#### [Extracted material]
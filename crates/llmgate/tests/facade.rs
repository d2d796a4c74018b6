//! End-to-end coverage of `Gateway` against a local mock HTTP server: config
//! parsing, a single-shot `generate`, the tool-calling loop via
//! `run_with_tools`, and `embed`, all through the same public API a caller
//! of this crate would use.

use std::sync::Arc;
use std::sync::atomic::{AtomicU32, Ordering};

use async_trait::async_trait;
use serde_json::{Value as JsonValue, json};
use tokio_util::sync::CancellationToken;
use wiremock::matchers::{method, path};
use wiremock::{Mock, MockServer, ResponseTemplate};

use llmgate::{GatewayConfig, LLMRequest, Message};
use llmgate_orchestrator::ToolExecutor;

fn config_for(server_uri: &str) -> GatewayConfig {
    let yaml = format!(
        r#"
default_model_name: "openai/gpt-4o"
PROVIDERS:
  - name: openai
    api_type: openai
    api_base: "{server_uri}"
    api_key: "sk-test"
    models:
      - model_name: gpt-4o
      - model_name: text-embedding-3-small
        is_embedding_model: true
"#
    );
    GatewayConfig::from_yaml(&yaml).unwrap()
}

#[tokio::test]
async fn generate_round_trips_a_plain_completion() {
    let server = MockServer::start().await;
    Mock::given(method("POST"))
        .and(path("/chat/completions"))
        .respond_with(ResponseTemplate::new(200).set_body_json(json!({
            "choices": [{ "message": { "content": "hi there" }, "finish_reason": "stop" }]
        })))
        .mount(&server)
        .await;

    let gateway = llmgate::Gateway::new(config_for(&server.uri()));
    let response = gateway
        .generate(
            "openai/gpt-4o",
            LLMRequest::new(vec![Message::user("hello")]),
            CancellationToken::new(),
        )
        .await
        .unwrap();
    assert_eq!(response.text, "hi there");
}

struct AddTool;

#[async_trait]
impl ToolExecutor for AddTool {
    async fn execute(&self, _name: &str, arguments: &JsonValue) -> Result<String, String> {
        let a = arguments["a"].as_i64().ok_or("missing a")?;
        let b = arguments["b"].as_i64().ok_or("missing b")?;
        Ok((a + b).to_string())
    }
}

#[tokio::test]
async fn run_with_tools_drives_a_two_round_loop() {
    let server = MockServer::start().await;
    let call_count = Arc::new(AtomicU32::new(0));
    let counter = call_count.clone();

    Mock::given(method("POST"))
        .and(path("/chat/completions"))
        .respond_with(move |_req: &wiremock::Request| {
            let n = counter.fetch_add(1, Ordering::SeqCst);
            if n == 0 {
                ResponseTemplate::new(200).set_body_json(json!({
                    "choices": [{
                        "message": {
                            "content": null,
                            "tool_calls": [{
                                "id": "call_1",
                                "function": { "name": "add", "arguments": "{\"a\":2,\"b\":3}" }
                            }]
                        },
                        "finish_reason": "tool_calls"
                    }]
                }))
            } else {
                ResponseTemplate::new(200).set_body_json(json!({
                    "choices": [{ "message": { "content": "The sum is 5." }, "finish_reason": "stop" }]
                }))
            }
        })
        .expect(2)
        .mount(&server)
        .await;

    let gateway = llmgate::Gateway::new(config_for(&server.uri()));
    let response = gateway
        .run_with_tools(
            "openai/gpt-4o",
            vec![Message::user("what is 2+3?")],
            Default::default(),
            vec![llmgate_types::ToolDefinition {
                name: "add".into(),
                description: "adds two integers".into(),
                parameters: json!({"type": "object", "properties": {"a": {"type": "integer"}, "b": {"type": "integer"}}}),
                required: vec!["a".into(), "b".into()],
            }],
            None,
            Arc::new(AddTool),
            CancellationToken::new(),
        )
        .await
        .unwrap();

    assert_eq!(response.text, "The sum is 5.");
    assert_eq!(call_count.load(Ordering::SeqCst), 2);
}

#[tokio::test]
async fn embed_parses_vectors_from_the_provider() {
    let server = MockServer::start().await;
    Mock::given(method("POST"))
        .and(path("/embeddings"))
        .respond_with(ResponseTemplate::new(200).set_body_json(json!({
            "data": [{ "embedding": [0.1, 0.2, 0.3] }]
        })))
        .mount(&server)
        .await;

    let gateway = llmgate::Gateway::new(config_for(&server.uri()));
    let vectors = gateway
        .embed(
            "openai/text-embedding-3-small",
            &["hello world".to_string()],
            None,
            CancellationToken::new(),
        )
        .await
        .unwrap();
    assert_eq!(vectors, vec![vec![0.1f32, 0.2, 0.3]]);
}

--

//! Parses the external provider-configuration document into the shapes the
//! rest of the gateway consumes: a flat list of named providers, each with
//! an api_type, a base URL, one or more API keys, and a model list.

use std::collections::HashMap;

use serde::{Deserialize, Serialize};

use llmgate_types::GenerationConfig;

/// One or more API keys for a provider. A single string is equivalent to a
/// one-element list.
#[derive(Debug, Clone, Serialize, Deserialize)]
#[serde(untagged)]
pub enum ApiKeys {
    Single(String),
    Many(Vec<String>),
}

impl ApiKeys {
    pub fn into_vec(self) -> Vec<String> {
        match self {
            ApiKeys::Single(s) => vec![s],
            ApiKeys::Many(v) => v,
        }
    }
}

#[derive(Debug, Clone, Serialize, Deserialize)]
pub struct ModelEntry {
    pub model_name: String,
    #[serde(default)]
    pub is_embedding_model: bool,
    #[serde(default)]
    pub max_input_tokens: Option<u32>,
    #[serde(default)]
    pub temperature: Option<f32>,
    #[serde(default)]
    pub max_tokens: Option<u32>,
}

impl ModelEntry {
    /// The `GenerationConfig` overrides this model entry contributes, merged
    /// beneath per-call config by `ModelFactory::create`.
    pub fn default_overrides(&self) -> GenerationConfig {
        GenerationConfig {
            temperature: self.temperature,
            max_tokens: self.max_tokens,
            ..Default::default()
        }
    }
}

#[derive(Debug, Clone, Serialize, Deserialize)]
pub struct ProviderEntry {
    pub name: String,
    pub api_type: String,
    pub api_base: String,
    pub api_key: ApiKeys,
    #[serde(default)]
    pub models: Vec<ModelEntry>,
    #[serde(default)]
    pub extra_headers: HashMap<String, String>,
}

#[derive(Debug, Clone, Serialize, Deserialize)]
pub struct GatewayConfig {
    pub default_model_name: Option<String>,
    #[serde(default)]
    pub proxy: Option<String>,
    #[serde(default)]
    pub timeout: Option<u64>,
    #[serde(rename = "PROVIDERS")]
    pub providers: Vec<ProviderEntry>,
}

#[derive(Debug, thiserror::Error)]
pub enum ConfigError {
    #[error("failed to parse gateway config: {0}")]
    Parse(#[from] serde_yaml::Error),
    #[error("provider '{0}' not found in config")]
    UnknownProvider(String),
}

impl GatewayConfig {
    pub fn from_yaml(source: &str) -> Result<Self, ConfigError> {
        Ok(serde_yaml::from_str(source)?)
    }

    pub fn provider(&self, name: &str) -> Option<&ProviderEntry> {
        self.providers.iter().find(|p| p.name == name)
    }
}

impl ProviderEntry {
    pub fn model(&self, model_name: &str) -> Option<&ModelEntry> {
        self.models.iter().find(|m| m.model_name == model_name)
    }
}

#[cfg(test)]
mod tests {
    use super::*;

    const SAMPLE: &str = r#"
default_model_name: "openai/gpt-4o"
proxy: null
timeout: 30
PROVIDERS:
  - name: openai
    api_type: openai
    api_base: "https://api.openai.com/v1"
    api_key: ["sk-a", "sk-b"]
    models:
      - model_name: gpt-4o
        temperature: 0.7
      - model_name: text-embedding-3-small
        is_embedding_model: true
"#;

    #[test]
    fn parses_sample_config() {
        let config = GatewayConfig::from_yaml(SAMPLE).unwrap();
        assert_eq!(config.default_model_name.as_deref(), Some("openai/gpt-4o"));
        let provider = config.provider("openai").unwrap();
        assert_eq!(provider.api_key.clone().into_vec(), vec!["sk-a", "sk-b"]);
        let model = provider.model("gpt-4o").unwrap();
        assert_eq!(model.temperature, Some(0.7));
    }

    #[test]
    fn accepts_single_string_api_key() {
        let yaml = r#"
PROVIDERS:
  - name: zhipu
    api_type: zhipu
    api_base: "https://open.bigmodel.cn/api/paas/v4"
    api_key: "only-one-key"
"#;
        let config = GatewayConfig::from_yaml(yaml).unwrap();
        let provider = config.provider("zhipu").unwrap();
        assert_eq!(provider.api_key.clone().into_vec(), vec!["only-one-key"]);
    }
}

---

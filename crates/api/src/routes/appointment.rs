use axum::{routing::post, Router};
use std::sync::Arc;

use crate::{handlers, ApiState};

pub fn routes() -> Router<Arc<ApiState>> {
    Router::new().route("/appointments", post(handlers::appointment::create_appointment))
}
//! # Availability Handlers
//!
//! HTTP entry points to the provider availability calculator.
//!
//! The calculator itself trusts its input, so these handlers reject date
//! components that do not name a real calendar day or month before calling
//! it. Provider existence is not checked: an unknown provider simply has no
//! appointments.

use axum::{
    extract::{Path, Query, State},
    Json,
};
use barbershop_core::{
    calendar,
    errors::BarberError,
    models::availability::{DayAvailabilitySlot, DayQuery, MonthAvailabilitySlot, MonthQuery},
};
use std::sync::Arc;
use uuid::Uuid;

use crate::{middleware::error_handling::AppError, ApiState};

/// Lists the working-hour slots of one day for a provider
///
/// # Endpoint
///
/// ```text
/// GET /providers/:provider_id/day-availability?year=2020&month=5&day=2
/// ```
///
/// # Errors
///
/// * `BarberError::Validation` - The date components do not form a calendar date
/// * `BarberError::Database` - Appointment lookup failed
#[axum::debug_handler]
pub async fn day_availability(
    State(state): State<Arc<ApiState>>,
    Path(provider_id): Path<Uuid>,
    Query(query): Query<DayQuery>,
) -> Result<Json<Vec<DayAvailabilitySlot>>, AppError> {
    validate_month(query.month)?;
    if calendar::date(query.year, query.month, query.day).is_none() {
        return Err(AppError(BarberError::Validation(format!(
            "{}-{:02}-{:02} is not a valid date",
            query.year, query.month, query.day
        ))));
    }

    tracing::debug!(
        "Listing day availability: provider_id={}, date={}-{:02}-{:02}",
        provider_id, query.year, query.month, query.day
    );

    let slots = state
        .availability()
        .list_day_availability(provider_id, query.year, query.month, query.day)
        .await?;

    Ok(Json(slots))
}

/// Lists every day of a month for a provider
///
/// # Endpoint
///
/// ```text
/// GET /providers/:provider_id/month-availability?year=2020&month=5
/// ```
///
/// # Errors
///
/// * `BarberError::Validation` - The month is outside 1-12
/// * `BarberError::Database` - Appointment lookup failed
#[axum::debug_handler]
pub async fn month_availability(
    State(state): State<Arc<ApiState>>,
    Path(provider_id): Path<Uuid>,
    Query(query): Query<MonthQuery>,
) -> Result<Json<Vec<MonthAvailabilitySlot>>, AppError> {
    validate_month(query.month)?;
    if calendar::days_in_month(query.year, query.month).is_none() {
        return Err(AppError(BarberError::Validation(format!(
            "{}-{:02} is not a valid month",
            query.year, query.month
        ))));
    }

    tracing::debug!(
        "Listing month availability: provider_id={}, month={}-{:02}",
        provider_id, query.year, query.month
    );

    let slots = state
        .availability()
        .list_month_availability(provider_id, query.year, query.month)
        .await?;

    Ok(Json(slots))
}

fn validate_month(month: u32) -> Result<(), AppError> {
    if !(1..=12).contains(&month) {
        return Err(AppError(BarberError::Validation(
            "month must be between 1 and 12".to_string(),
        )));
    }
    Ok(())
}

#### [Work task]
Find the string "crates" in the listing and copy every line in which it occurs.

#### [Answer box]
filename crates/llmgate/tests/facade.rs
filename crates/api/src/routes/appointment.rs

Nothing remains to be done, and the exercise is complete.